To conclude, \({\delta }_{DBL}\) results from all three study sites appear reasonable by referring to field studies linking small \({\delta }_{DBL}\) to high turbulence dissipation rates in the BBL (Lorke et al. 2003; Bryant et al. 2010). The enhanced oxygenation may also lead to a thin DBL given that the hypolimnetic oxygenation/aeration systems have proved efficient in adding DO to the hypolimnion (Chen et al. 2018).

3.2 Verify the computational procedure with modeled profiles

Figure S1 presents several typical laboratory and modeled DO profiles for FCR sediment. In this section, the computational procedure was applied to the modeled DO profiles to further evaluate its performance. Table 4 presents the average variations of the DBL upper and lower bound positions between the computational determined and known values for the modeled DO profiles in the three study sites. As discussed in the Assessment section, the computational procedure determines the upper and lower DBL bounds successfully. The average difference in FCR is the least among the three study sites, supporting that the laboratory condition is better controlled than in situ. Another interesting point is that the DBL upper bounds are determined with zero difference from the known values. This finding supports using all the data points between two preliminary bounds for a linear regression for the purpose of obtaining the DO gradient in DBL, rather than adopting several data points near the SWI as existing studies usually do.

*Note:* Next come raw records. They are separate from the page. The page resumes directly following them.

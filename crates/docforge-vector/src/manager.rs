use std::path::Path;
use std::sync::Arc;

use chrono::Utc;
use docforge_providers::ProviderManager;
use docforge_types::execution::Stage;
use docforge_types::vector::{PointType, Visibility};
use docforge_types::CorrelationId;
use uuid::Uuid;

use crate::chunking::{chunk_text, ChunkingConfig};
use crate::db::VectorDatabase;
use crate::types::{SearchFilters, VectorError, VectorPoint, VectorResult, VectorSearchResult};

/// Which provider/model produces embeddings. Embeddings now always come
/// from a remote provider call batched through `ProviderManager`, never
/// from a locally loaded model.
#[derive(Clone)]
pub struct EmbeddingRoute {
    pub provider_id: String,
}

#[derive(Clone)]
pub struct VectorStore {
    db: VectorDatabase,
    providers: Arc<ProviderManager>,
    embedding_route: EmbeddingRoute,
    chunking: ChunkingConfig,
}

impl VectorStore {
    pub async fn new(
        db_path: &Path,
        embedding_dimension: usize,
        providers: Arc<ProviderManager>,
        embedding_route: EmbeddingRoute,
    ) -> VectorResult<Self> {
        let db = VectorDatabase::new(db_path, embedding_dimension).await?;
        Ok(Self {
            db,
            providers,
            embedding_route,
            chunking: ChunkingConfig::default(),
        })
    }

    /// Chunks `content`, embeds every chunk in one batched provider call,
    /// and inserts each as its own point under `(tenant_id, project_id)`.
    #[allow(clippy::too_many_arguments)]
    pub async fn ingest(
        &self,
        tenant_id: Uuid,
        project_id: Uuid,
        point_type: PointType,
        visibility: Visibility,
        stage: Option<Stage>,
        correlation_id: Option<CorrelationId>,
        content: &str,
        lang: &str,
        version: i32,
    ) -> VectorResult<Vec<Uuid>> {
        let chunks = chunk_text(content, &self.chunking).map_err(|e| VectorError::Chunking(e.to_string()))?;
        if chunks.is_empty() {
            return Ok(Vec::new());
        }

        let texts: Vec<String> = chunks.iter().map(|c| c.content.clone()).collect();
        let embeddings = self
            .providers
            .embed(&self.embedding_route.provider_id, &texts)
            .await
            .map_err(|e| VectorError::Embedding(e.to_string()))?;

        if embeddings.len() != chunks.len() {
            return Err(VectorError::Embedding(format!(
                "provider returned {} embeddings for {} chunks",
                embeddings.len(),
                chunks.len()
            )));
        }

        let mut ids = Vec::with_capacity(chunks.len());
        for (chunk, embedding) in chunks.iter().zip(embeddings.iter()) {
            let point = VectorPoint {
                id: Uuid::new_v4(),
                tenant_id,
                project_id,
                point_type,
                visibility,
                stage,
                correlation_id: correlation_id.clone(),
                content: chunk.content.clone(),
                token_count: chunk.token_count as i64,
                lang: lang.to_string(),
                version,
                created_at: Utc::now(),
            };
            self.db.insert(&point, embedding).await?;
            ids.push(point.id);
        }
        Ok(ids)
    }

    #[allow(clippy::too_many_arguments)]
    pub async fn search(
        &self,
        tenant_id: Uuid,
        project_id: Uuid,
        point_type: Option<PointType>,
        query: &str,
        limit: usize,
        score_threshold: Option<f64>,
        filters: Option<&SearchFilters>,
    ) -> VectorResult<Vec<VectorSearchResult>> {
        let embeddings = self
            .providers
            .embed(&self.embedding_route.provider_id, &[query.to_string()])
            .await
            .map_err(|e| VectorError::Embedding(e.to_string()))?;
        let Some(query_embedding) = embeddings.into_iter().next() else {
            return Err(VectorError::Embedding("embedding call returned no vectors".to_string()));
        };
        self.db
            .search(tenant_id, project_id, point_type, &query_embedding, limit, score_threshold, filters)
            .await
    }

    pub async fn delete_project(&self, tenant_id: Uuid, project_id: Uuid) -> VectorResult<i64> {
        self.db.delete_project(tenant_id, project_id).await
    }

    pub async fn delete(&self, tenant_id: Uuid, project_id: Uuid, point_ids: &[Uuid]) -> VectorResult<i64> {
        self.db.delete(tenant_id, project_id, point_ids).await
    }

    pub async fn count(&self, tenant_id: Uuid, project_id: Uuid) -> VectorResult<i64> {
        self.db.count(tenant_id, project_id).await
    }
}

#[cfg(test)]
mod tests {
    use super::*;

    #[test]
    fn embedding_route_carries_provider_id() {
        let route = EmbeddingRoute {
            provider_id: "openai".to_string(),
        };
        assert_eq!(route.provider_id, "openai");
    }
}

Table 4 Variations of the diffusive boundary layer upper and lower bound positions between the computational and known values for the modeled profiles, with one standard deviation

4 Conclusions

Current \({J}_{{O}_{2}}\) predictions in stratified water bodies are empirical rather than mechanistic. Determining the DBL is essential for sediment and DBL modeling studies to predict \({J}_{{O}_{2}}\) in a mechanistic way. However, both the upper and lower bounds of the DBL can be ambiguous especially for permeable sediments and at high turbulence. In this study, a computational procedure is introduced to determine the SWI and the DBL objectively and automatically. More than 300 DO profiles obtained in laboratory and in situ from three study sites with different aeration/oxygenation rates are examined. With a microprofiler, the laboratory experiment was able to replicate the DBL similar to field conditions. The proposed computational procedure can characterize the DBL well for sediment DO profiles in all three study sites under various turbulence-inducing oxygenation conditions and modeled DO profiles. This procedure can save time and improve consistency in determining DBL in future sediment/DBL modeling studies.